=== Supplied information ===
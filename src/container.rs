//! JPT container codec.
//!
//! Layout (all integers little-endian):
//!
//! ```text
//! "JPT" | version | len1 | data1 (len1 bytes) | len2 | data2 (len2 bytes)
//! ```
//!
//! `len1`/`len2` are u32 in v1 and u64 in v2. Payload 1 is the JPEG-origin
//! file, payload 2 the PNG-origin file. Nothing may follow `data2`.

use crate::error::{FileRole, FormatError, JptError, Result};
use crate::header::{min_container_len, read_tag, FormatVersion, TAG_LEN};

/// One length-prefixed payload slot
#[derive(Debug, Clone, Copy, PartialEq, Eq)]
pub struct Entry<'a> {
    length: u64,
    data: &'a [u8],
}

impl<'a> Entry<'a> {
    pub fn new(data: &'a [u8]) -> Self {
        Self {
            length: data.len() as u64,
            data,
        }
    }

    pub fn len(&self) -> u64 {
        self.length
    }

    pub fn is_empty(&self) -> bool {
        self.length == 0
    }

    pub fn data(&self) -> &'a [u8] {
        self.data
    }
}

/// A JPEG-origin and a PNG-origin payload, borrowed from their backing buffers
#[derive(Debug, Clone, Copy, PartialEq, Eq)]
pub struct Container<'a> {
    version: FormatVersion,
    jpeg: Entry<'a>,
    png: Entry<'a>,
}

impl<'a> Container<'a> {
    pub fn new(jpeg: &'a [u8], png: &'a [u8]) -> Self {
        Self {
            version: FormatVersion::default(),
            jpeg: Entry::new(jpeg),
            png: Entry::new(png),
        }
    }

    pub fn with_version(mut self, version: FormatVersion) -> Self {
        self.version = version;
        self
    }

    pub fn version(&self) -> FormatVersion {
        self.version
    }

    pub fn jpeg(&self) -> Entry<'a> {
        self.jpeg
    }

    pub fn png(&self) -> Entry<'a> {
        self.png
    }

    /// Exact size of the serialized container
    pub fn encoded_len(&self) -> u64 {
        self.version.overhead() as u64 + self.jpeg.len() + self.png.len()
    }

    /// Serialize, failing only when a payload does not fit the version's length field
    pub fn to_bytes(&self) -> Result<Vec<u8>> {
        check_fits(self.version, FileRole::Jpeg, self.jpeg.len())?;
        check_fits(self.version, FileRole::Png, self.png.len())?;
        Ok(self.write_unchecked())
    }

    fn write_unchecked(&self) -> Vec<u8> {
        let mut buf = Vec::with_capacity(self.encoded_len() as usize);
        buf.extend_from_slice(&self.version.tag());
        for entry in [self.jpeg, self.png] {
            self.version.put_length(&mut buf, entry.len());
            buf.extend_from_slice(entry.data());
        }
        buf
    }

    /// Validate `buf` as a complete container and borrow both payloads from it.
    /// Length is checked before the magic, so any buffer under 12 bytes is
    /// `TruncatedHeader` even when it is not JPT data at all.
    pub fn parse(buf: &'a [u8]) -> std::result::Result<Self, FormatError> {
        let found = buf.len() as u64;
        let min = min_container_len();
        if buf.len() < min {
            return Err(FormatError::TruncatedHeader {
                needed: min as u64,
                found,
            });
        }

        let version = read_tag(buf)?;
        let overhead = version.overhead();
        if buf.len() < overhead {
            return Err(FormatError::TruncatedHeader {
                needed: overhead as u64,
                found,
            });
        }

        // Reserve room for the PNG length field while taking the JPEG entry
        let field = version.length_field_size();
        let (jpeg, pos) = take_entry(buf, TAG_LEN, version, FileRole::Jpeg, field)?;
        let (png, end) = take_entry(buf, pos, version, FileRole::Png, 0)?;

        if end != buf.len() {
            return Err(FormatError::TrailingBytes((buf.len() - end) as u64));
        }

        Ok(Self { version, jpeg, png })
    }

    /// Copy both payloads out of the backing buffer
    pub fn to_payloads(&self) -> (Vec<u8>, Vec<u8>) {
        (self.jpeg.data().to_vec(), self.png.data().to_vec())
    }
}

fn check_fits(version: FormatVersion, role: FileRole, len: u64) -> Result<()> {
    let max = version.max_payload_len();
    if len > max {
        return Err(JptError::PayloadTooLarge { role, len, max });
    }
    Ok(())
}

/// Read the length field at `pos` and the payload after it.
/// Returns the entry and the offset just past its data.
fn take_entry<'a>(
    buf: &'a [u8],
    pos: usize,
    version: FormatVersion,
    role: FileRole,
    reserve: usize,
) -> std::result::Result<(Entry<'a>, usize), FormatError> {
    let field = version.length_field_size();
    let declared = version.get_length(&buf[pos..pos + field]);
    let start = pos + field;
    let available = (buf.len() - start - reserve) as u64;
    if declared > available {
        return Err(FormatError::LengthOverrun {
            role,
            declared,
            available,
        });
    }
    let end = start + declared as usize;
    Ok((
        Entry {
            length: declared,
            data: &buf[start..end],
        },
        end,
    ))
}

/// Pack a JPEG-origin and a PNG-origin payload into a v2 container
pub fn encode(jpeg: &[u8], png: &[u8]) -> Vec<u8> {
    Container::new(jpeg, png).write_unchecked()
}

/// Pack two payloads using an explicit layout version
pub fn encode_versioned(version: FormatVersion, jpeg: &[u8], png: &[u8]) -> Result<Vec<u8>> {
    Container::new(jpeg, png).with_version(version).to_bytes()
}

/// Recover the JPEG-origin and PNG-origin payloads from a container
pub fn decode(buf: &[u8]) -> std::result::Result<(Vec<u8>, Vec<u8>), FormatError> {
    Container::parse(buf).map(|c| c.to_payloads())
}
===
- [Problem requirements] Scan the entries for the word "available". Report each line that has it.

- [Exercise answer]
    let available = (buf.len() - start - reserve) as u64;
    if declared > available {
            available,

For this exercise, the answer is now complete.